Part of the T. gondii research program involved infecting kittens with the parasite so that oocytes could be harvested from their feces for study. The kittens would then be killed rather than made available for adoption—a step USDA said was necessary to ensure they wouldn’t spread disease.
In May 2018, two Washington, DC-area outlets ran stories about the use of the kittens. House lawmakers introduced a bill to end the kitten research the same month; a Senate version followed in December. Last month, the advocacy group White Coat Waste Project released a report on the research program titled “USDA Kitten Cannibalism.” According to the report, the kittens were being fed infected dog and cat meat.
See “Humane Society Successfully Campaigns to End Pesticide Test on Dogs”
In announcing the research program’s termination last week, the USDA said it “considers the project’s objectives for agriculture achieved.” But its end came as a surprise to the head of the research, Jitender Dubey, Science reports.

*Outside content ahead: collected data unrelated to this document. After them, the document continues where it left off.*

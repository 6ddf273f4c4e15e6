use anyhow::{Context, Result, bail};
use clap::{Args, Parser, Subcommand};
use log::info;
use serde::Serialize;
use std::path::PathBuf;
use std::sync::Arc;

use screamer::circuit::{CircuitModel, Network};
use screamer::dsp::Coefficients;
use screamer::params::{ControlSnapshot, ParameterStore};
use screamer::pedal::{CircuitCoefficients, Pedal, Topology};
use screamer::render;
use screamer::settings::{PedalSettings, Settings};

#[derive(Parser, Debug)]
#[command(name = "screamer")]
#[command(version)]
#[command(about = "Tube Screamer style overdrive, rendered offline.")]
struct Cli {
    #[arg(long, env = "SCREAMER_CONFIG", help = "Settings file to use")]
    config: Option<PathBuf>,

    #[command(subcommand)]
    command: Command,
}

#[derive(Subcommand, Debug)]
enum Command {
    /// Render a WAV file through the pedal.
    Render {
        input: PathBuf,
        #[arg(short, long, help = "Output file, defaults to a timestamped name")]
        output: Option<PathBuf>,
        #[arg(long, help = "Frames per processing block")]
        block_size: Option<usize>,
        #[command(flatten)]
        pedal: PedalArgs,
    },
    /// Print the small-signal magnitude response of the chain.
    Response {
        #[arg(long, default_value_t = 48_000.0)]
        sample_rate: f64,
        #[arg(long, default_value_t = 24, help = "Number of log-spaced frequencies")]
        points: usize,
        #[command(flatten)]
        pedal: PedalArgs,
    },
    /// Print every derived coefficient set as JSON.
    Coefficients {
        #[arg(long, default_value_t = 48_000.0)]
        sample_rate: f64,
        #[command(flatten)]
        pedal: PedalArgs,
    },
}

#[derive(Args, Debug, Default)]
struct PedalArgs {
    #[arg(long)]
    drive: Option<f32>,
    #[arg(long)]
    tone: Option<f32>,
    #[arg(long)]
    level: Option<f32>,
    #[arg(long, value_enum)]
    model: Option<CircuitModel>,
    #[arg(long, value_enum)]
    topology: Option<Topology>,
    #[arg(long, help = "Oversampling factor (1, 2, 4 or 8)")]
    oversample: Option<usize>,
}

impl PedalArgs {
    fn apply(&self, settings: &mut PedalSettings) {
        if let Some(drive) = self.drive {
            settings.drive = drive;
        }
        if let Some(tone) = self.tone {
            settings.tone = tone;
        }
        if let Some(level) = self.level {
            settings.level = level;
        }
        if let Some(model) = self.model {
            settings.model = model;
        }
        if let Some(topology) = self.topology {
            settings.topology = topology;
            settings.oversampling = None;
        }
        if self.oversample.is_some() {
            settings.oversampling = self.oversample;
        }
    }
}

#[derive(Serialize)]
struct CoefficientReport {
    network: String,
    sample_rate: f64,
    stable: bool,
    max_pole_radius: f64,
    coefficients: Coefficients,
}

fn main() -> Result<()> {
    dotenv::dotenv().ok();
    env_logger::init();

    let cli = Cli::parse();
    info!("Screamer v{}", env!("CARGO_PKG_VERSION"));

    let settings = match &cli.config {
        Some(path) => Settings::load_from(path)?,
        None => Settings::load()?,
    };

    match cli.command {
        Command::Render {
            input,
            output,
            block_size,
            pedal,
        } => {
            let mut pedal_settings = settings.pedal.clone();
            pedal.apply(&mut pedal_settings);
            let block_size = block_size.unwrap_or(settings.render.block_size);
            let output =
                output.unwrap_or_else(|| render::default_output_path(&settings.render.output_dir));

            info!("Rendering {:?} -> {:?}\n{}", input, output, pedal_settings);

            let store = Arc::new(ParameterStore::new(pedal_settings.controls()));
            let (mut pedal, handle) = Pedal::new(
                store,
                pedal_settings.topology,
                pedal_settings.oversampling_factor(),
            );
            let summary = render::render_file(&mut pedal, &input, &output, block_size)
                .with_context(|| format!("failed to render {}", input.display()))?;
            handle.log_diagnostics();

            println!("{}", serde_json::to_string_pretty(&summary)?);
        }
        Command::Response {
            sample_rate,
            points,
            pedal,
        } => {
            let mut pedal_settings = settings.pedal.clone();
            pedal.apply(&mut pedal_settings);
            let coeffs = derive(&pedal_settings, sample_rate)?;
            let layout = pedal_settings.topology.layout();

            println!("# {} / {} at {} Hz", pedal_settings.topology, pedal_settings.model, sample_rate);
            println!("# freq_hz\tgain_db");
            for freq in sweep(20.0, (sample_rate / 2.0).min(20_000.0), points) {
                let response = layout.small_signal_response(&coeffs, freq);
                println!("{freq:.1}\t{:.2}", response.db());
            }
        }
        Command::Coefficients { sample_rate, pedal } => {
            let mut pedal_settings = settings.pedal.clone();
            pedal.apply(&mut pedal_settings);
            let coeffs = derive(&pedal_settings, sample_rate)?;

            let report: Vec<CoefficientReport> = Network::ALL
                .iter()
                .map(|&network| {
                    let c = coeffs.get(network);
                    CoefficientReport {
                        network: network.to_string(),
                        sample_rate: if network.is_drive() {
                            coeffs.drive_rate
                        } else {
                            coeffs.base_rate
                        },
                        stable: c.is_valid(),
                        max_pole_radius: c.max_pole_radius(),
                        coefficients: c,
                    }
                })
                .collect();

            println!("{}", serde_json::to_string_pretty(&report)?);
        }
    }

    Ok(())
}

fn derive(settings: &PedalSettings, sample_rate: f64) -> Result<CircuitCoefficients> {
    if !(sample_rate.is_finite() && sample_rate > 0.0) {
        bail!("invalid sample rate: {sample_rate}");
    }

    let controls: ControlSnapshot = ParameterStore::new(settings.controls()).snapshot();
    let drive_rate = sample_rate * settings.oversampling_factor() as f64;
    let (coeffs, rejected) = CircuitCoefficients::default().derive(&controls, sample_rate, drive_rate);
    if rejected > 0 {
        bail!("{rejected} networks could not be derived at {sample_rate} Hz");
    }
    Ok(coeffs)
}

/// `points` log-spaced frequencies from `start` to `end` inclusive.
fn sweep(start: f64, end: f64, points: usize) -> impl Iterator<Item = f64> {
    let points = points.max(2);
    let ratio = (end / start).ln();
    (0..points).map(move |i| start * (ratio * i as f64 / (points - 1) as f64).exp())
}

“There is no laboratory in the world” that produces T. gondii oocysts with the same efficiency as the USDA program, one anonymous US researcher tells Science. “Centralizing production actually minimized waste and the number of cats required.” Researchers tell the publication that the closure will affect research goals such as developing a vaccine against T. gondii for cats, developing better methods for detecting oocysts, and testing ways of cleaning the oocysts from food.
In a statement last week, Senator Jeff Merkley (D-OR), who cosponsored a bill to end the kitten research, hailed the program’s end, saying, “The USDA’s decision to slaughter kittens after they were used in research was an archaic practice and horrific treatment, and it’s past time to end it.”